A man wearing a face covering was identified as Ivan Hunter, who is suspected of firing into a Minneapolis police precinct.  (Justice Department)

Authorities said Hunter traveled from Texas to Minneapolis between May 27 and May 28 with the intent of participating in a riot. Video footage reviewed by investigators appears to show a man, identified as Hunter, firing 13 rounds from an AK-47 style semiautomatic rifle into the Minneapolis Police Department's Third Precinct, prosecutors said. 

Looters were inside the building at the time and eventually set it ablaze. It was not clear if anyone was struck. 

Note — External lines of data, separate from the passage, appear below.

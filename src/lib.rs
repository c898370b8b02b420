//! Canvas Pong - classic two-player Pong on a 2D drawing surface
//!
//! Core modules:
//! - `sim`: Game state, per-frame update and input handling
//! - `renderer`: Drawing surface abstraction and the frame renderer
//! - `platform`: Host-facing session, frame pacing and scripted input
//! - `settings`: Data-driven geometry, speeds and colors

pub mod platform;
pub mod renderer;
pub mod settings;
pub mod sim;

pub use platform::Session;
pub use settings::{Settings, SettingsError};

/// Game configuration constants
pub mod consts {
    /// Drawing surface dimensions
    pub const SURFACE_WIDTH: f32 = 800.0;
    pub const SURFACE_HEIGHT: f32 = 400.0;

    /// Paddle defaults
    pub const PADDLE_WIDTH: f32 = 10.0;
    pub const PADDLE_HEIGHT: f32 = 100.0;
    /// Paddle movement per frame while a key is held
    pub const PADDLE_SPEED: f32 = 5.0;

    /// Ball defaults
    pub const BALL_RADIUS: f32 = 10.0;
    /// Per-axis ball speed (units per frame)
    pub const BALL_SPEED: f32 = 4.0;

    /// Score text
    pub const FONT_PX: u32 = 32;

    /// Colors
    pub const FOREGROUND: &str = "#fff";
    pub const BACKGROUND: &str = "#000";

    /// Target frame rate for hosts without their own scheduler
    pub const FRAME_RATE: u32 = 60;
}
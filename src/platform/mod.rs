//! Platform abstraction layer
//!
//! Hosts (browser canvas, native headless loop) drive the game through a
//! `Session`: forward input events, then call `frame` once per tick.

pub mod script;

#[cfg(not(target_arch = "wasm32"))]
mod pacer;
#[cfg(not(target_arch = "wasm32"))]
pub use pacer::FramePacer;

pub use script::{InputScript, ScriptAction, ScriptError, ScriptStep};

use crate::renderer::{Surface, render};
use crate::settings::Settings;
use crate::sim::{self, ControlAction, GameEvent, GameState, KeyAction};

/// A running game plus the settings it was laid out with
#[derive(Debug, Clone)]
pub struct Session {
    settings: Settings,
    state: GameState,
}

impl Session {
    pub fn new(settings: Settings, seed: u64) -> Self {
        log::info!("New session with seed: {}", seed);
        let state = GameState::new(&settings, seed);
        Self { settings, state }
    }

    pub fn settings(&self) -> &Settings {
        &self.settings
    }

    pub fn state(&self) -> &GameState {
        &self.state
    }

    pub fn state_mut(&mut self) -> &mut GameState {
        &mut self.state
    }

    /// Key pressed; false if the label is not bound
    pub fn key_down(&mut self, label: &str) -> bool {
        sim::handle_key(&mut self.state, KeyAction::Down, label)
    }

    /// Key released; false if the label is not bound
    pub fn key_up(&mut self, label: &str) -> bool {
        sim::handle_key(&mut self.state, KeyAction::Up, label)
    }

    /// Flip pause, returning the label the pause control should now show
    pub fn toggle_pause(&mut self) -> &'static str {
        self.control(ControlAction::TogglePause)
    }

    /// Zero scores and re-serve
    pub fn reset(&mut self) {
        self.control(ControlAction::Reset);
    }

    /// Apply a control action, returning the pause control label
    pub fn control(&mut self, action: ControlAction) -> &'static str {
        sim::handle_control(&mut self.state, action).control_label()
    }

    /// Current label for the pause control
    pub fn control_label(&self) -> &'static str {
        self.state.phase.control_label()
    }

    /// Apply one scripted action
    pub fn apply(&mut self, action: &ScriptAction) {
        match action {
            ScriptAction::KeyDown(label) => {
                self.key_down(label);
            }
            ScriptAction::KeyUp(label) => {
                self.key_up(label);
            }
            ScriptAction::TogglePause => {
                self.toggle_pause();
            }
            ScriptAction::Reset => self.reset(),
        }
    }

    /// Advance one frame without drawing
    pub fn update(&mut self) -> &[GameEvent] {
        sim::update(&mut self.state);
        &self.state.events
    }

    /// Draw the current state
    pub fn render(&self, surface: &mut dyn Surface) {
        render(&self.state, &self.settings, surface);
    }

    /// One host tick: update then render
    pub fn frame(&mut self, surface: &mut dyn Surface) -> &[GameEvent] {
        sim::update(&mut self.state);
        self.render(surface);
        &self.state.events
    }

    /// Events produced by the most recent frame
    pub fn events(&self) -> &[GameEvent] {
        &self.state.events
    }
}
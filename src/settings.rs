//! Game settings
//!
//! Geometry, speeds and colors for a session. Loaded from a JSON file on
//! native and from LocalStorage in the browser; scores are never persisted.

use std::fmt;
use std::path::Path;

use serde::{Deserialize, Serialize};

use crate::consts::*;
use crate::renderer::Color;

/// Errors raised while loading or validating settings
#[derive(Debug)]
pub enum SettingsError {
    /// A field holds a value the game cannot run with
    Invalid { field: &'static str, reason: String },
    /// Settings file could not be read
    Io(std::io::Error),
    /// Settings file is not valid JSON for `Settings`
    Json(serde_json::Error),
}

impl fmt::Display for SettingsError {
    fn fmt(&self, f: &mut fmt::Formatter<'_>) -> fmt::Result {
        match self {
            SettingsError::Invalid { field, reason } => {
                write!(f, "invalid setting `{field}`: {reason}")
            }
            SettingsError::Io(e) => write!(f, "failed to read settings: {e}"),
            SettingsError::Json(e) => write!(f, "malformed settings JSON: {e}"),
        }
    }
}

impl std::error::Error for SettingsError {
    fn source(&self) -> Option<&(dyn std::error::Error + 'static)> {
        match self {
            SettingsError::Invalid { .. } => None,
            SettingsError::Io(e) => Some(e),
            SettingsError::Json(e) => Some(e),
        }
    }
}

impl From<std::io::Error> for SettingsError {
    fn from(e: std::io::Error) -> Self {
        SettingsError::Io(e)
    }
}

impl From<serde_json::Error> for SettingsError {
    fn from(e: serde_json::Error) -> Self {
        SettingsError::Json(e)
    }
}

/// Session settings
#[derive(Debug, Clone, PartialEq, Serialize, Deserialize)]
#[serde(default)]
pub struct Settings {
    // === Surface ===
    pub surface_width: f32,
    pub surface_height: f32,

    // === Paddles ===
    pub paddle_width: f32,
    pub paddle_height: f32,
    /// Units per frame while a direction key is held
    pub paddle_speed: f32,

    // === Ball ===
    pub ball_radius: f32,
    /// Per-axis speed (units per frame)
    pub ball_speed: f32,

    // === Presentation ===
    /// CSS-style hex color for paddles, ball and scores
    pub foreground: String,
    /// CSS-style hex color hosts may paint behind the surface
    pub background: String,
    pub font_px: u32,

    /// Frames per second for hosts that pace themselves
    pub frame_rate: u32,
}

impl Default for Settings {
    fn default() -> Self {
        Self {
            surface_width: SURFACE_WIDTH,
            surface_height: SURFACE_HEIGHT,

            paddle_width: PADDLE_WIDTH,
            paddle_height: PADDLE_HEIGHT,
            paddle_speed: PADDLE_SPEED,

            ball_radius: BALL_RADIUS,
            ball_speed: BALL_SPEED,

            foreground: FOREGROUND.to_string(),
            background: BACKGROUND.to_string(),
            font_px: FONT_PX,

            frame_rate: FRAME_RATE,
        }
    }
}

fn invalid(field: &'static str, reason: impl Into<String>) -> SettingsError {
    SettingsError::Invalid {
        field,
        reason: reason.into(),
    }
}

fn require_positive(field: &'static str, value: f32) -> Result<(), SettingsError> {
    if value.is_finite() && value > 0.0 {
        Ok(())
    } else {
        Err(invalid(field, format!("must be a positive number, got {value}")))
    }
}

impl Settings {
    /// Check that a game can be laid out with these settings
    pub fn validate(&self) -> Result<(), SettingsError> {
        require_positive("surface_width", self.surface_width)?;
        require_positive("surface_height", self.surface_height)?;
        require_positive("paddle_width", self.paddle_width)?;
        require_positive("paddle_height", self.paddle_height)?;
        require_positive("paddle_speed", self.paddle_speed)?;
        require_positive("ball_radius", self.ball_radius)?;
        require_positive("ball_speed", self.ball_speed)?;

        if self.paddle_height > self.surface_height {
            return Err(invalid("paddle_height", "taller than the surface"));
        }
        if self.paddle_width * 2.0 >= self.surface_width {
            return Err(invalid("paddle_width", "paddles would overlap"));
        }
        if self.ball_radius * 2.0 >= self.surface_width.min(self.surface_height) {
            return Err(invalid("ball_radius", "ball does not fit on the surface"));
        }
        if self.font_px == 0 {
            return Err(invalid("font_px", "must be at least 1"));
        }
        if self.frame_rate == 0 {
            return Err(invalid("frame_rate", "must be at least 1"));
        }
        if Color::parse(&self.foreground).is_none() {
            return Err(invalid("foreground", format!("`{}` is not a hex color", self.foreground)));
        }
        if Color::parse(&self.background).is_none() {
            return Err(invalid("background", format!("`{}` is not a hex color", self.background)));
        }
        Ok(())
    }

    /// Parse and validate settings from JSON (missing fields take defaults)
    pub fn from_json_str(json: &str) -> Result<Self, SettingsError> {
        let settings: Settings = serde_json::from_str(json)?;
        settings.validate()?;
        Ok(settings)
    }

    /// Read settings from a JSON file
    pub fn load_from(path: impl AsRef<Path>) -> Result<Self, SettingsError> {
        let json = std::fs::read_to_string(path.as_ref())?;
        let settings = Self::from_json_str(&json)?;
        log::info!("Loaded settings from {}", path.as_ref().display());
        Ok(settings)
    }

    /// Foreground color, falling back to white
    pub fn foreground_color(&self) -> Color {
        Color::parse(&self.foreground).unwrap_or(Color::WHITE)
    }

    /// Background color, falling back to black
    pub fn background_color(&self) -> Color {
        Color::parse(&self.background).unwrap_or(Color::BLACK)
    }

    /// Frame period for self-paced hosts
    pub fn frame_period(&self) -> std::time::Duration {
        std::time::Duration::from_secs_f64(1.0 / self.frame_rate.max(1) as f64)
    }

    /// LocalStorage key
    #[cfg(target_arch = "wasm32")]
    const STORAGE_KEY: &'static str = "canvas_pong_settings";

    /// Load settings from LocalStorage (WASM only)
    #[cfg(target_arch = "wasm32")]
    pub fn load() -> Self {
        let storage = web_sys::window()
            .and_then(|w| w.local_storage().ok())
            .flatten();

        if let Some(storage) = storage {
            if let Ok(Some(json)) = storage.get_item(Self::STORAGE_KEY) {
                match Self::from_json_str(&json) {
                    Ok(settings) => {
                        log::info!("Loaded settings from LocalStorage");
                        return settings;
                    }
                    Err(e) => log::warn!("Ignoring stored settings: {e}"),
                }
            }
        }

        log::info!("Using default settings");
        Self::default()
    }

    /// Native stub; use `load_from` for file-based settings
    #[cfg(not(target_arch = "wasm32"))]
    pub fn load() -> Self {
        Self::default()
    }
}

#[cfg(test)]
mod tests {
    use super::*;
    use std::io::Write;

    #[test]
    fn test_defaults_are_valid() {
        let settings = Settings::default();
        assert!(settings.validate().is_ok());
        assert_eq!(settings.surface_width, 800.0);
        assert_eq!(settings.surface_height, 400.0);
        assert_eq!(settings.ball_speed, 4.0);
        assert_eq!(settings.paddle_speed, 5.0);
    }

    #[test]
    fn test_partial_json_keeps_defaults() {
        let settings = Settings::from_json_str(r#"{ "surface_width": 640 }"#).unwrap();
        assert_eq!(settings.surface_width, 640.0);
        assert_eq!(settings.surface_height, 400.0);
        assert_eq!(settings.foreground, "#fff");
    }

    #[test]
    fn test_rejects_bad_values() {
        let err = Settings::from_json_str(r#"{ "paddle_height": 500 }"#).unwrap_err();
        assert!(matches!(err, SettingsError::Invalid { field: "paddle_height", .. }));

        let err = Settings::from_json_str(r#"{ "ball_speed": 0 }"#).unwrap_err();
        assert!(matches!(err, SettingsError::Invalid { field: "ball_speed", .. }));

        let err = Settings::from_json_str(r#"{ "foreground": "white" }"#).unwrap_err();
        assert!(matches!(err, SettingsError::Invalid { field: "foreground", .. }));

        let err = Settings::from_json_str(r#"{ "frame_rate": 0 }"#).unwrap_err();
        assert!(err.to_string().contains("frame_rate"));
    }

    #[test]
    fn test_rejects_malformed_json() {
        let err = Settings::from_json_str("{ surface_width: ").unwrap_err();
        assert!(matches!(err, SettingsError::Json(_)));
    }

    #[test]
    fn test_load_from_file() {
        let mut file = tempfile::NamedTempFile::new().unwrap();
        write!(file, r##"{{ "foreground": "#00ff00", "frame_rate": 30 }}"##).unwrap();

        let settings = Settings::load_from(file.path()).unwrap();
        assert_eq!(settings.foreground_color(), Color::rgb(0, 255, 0));
        assert_eq!(settings.frame_period(), std::time::Duration::from_secs_f64(1.0 / 30.0));
    }

    #[test]
    fn test_load_from_missing_file() {
        let err = Settings::load_from("/definitely/not/here.json").unwrap_err();
        assert!(matches!(err, SettingsError::Io(_)));
    }
}
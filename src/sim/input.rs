//! Keyboard and control input
//!
//! Handlers only touch paddle velocity or the pause phase. They run between
//! frames and the next `update` sees whatever was written last.

use serde::{Deserialize, Serialize};

use super::state::{GamePhase, GameState, Side};
use super::tick::{reset_game, toggle_pause};

/// Keys that drive a paddle
#[derive(Debug, Clone, Copy, PartialEq, Eq)]
pub enum Key {
    W,
    S,
    ArrowUp,
    ArrowDown,
}

impl Key {
    /// Parse a `KeyboardEvent.key` label
    pub fn from_label(label: &str) -> Option<Key> {
        match label {
            "w" => Some(Key::W),
            "s" => Some(Key::S),
            "ArrowUp" => Some(Key::ArrowUp),
            "ArrowDown" => Some(Key::ArrowDown),
            _ => None,
        }
    }

    /// Paddle this key drives
    pub fn side(self) -> Side {
        match self {
            Key::W | Key::S => Side::Left,
            Key::ArrowUp | Key::ArrowDown => Side::Right,
        }
    }

    /// -1 for up, +1 for down
    pub fn direction(self) -> f32 {
        match self {
            Key::W | Key::ArrowUp => -1.0,
            Key::S | Key::ArrowDown => 1.0,
        }
    }
}

/// Key transition
#[derive(Debug, Clone, Copy, PartialEq, Eq, Serialize, Deserialize)]
#[serde(rename_all = "snake_case")]
pub enum KeyAction {
    Down,
    Up,
}

/// Discrete actions from the control surface
#[derive(Debug, Clone, Copy, PartialEq, Eq, Serialize, Deserialize)]
#[serde(rename_all = "snake_case")]
pub enum ControlAction {
    TogglePause,
    Reset,
}

/// Apply a key event; returns false for labels that are not bound
pub fn handle_key(state: &mut GameState, action: KeyAction, label: &str) -> bool {
    let Some(key) = Key::from_label(label) else {
        log::debug!("Ignoring key {label:?}");
        return false;
    };

    let paddle = state.paddle_mut(key.side());
    paddle.dy = match action {
        KeyAction::Down => key.direction() * paddle.speed,
        KeyAction::Up => 0.0,
    };
    true
}

/// Apply a control action, returning the phase afterwards
pub fn handle_control(state: &mut GameState, action: ControlAction) -> GamePhase {
    match action {
        ControlAction::TogglePause => toggle_pause(state),
        ControlAction::Reset => {
            reset_game(state);
            state.phase
        }
    }
}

After the shooting, the gunman, who was wearing a skull mask partially covering his face, yelled "Justice for Floyd!"

A cooperating defendant identified the shooter as Hunter, according to a federal complaint released Friday. When he returned to Texas the day after the shooting, Hunter allegedly made statements on social media about his actions in Minneapolis, authorities said. 

"I set fire to that precinct with the black community," one post read, according to the complaint. In a follow-up post, he added: “Minneapolis third precinct.”

Another post reads: "My mom would call the fbi if she knew what I do and at the level I'm at w[ith] it," prosecutors said Other posts show images of an AK-47. 

During a June 3 protest in Austin tailed a pick-up truck with Hunter and two other men. The officers observed him loading six magazines for an AK-47 style rifle attached to his tactical vest while the two other men had AR-15 magazines.

The truck was stopped and officers found the semiautomatic rifles and two loaded pistols, the complaint said. Hunter denied knowing about the weapons but admitted to being the leader of the Boogaloo Bois in South Texas and that he was in Minneapolis at the time of the precinct fire, prosecutors said.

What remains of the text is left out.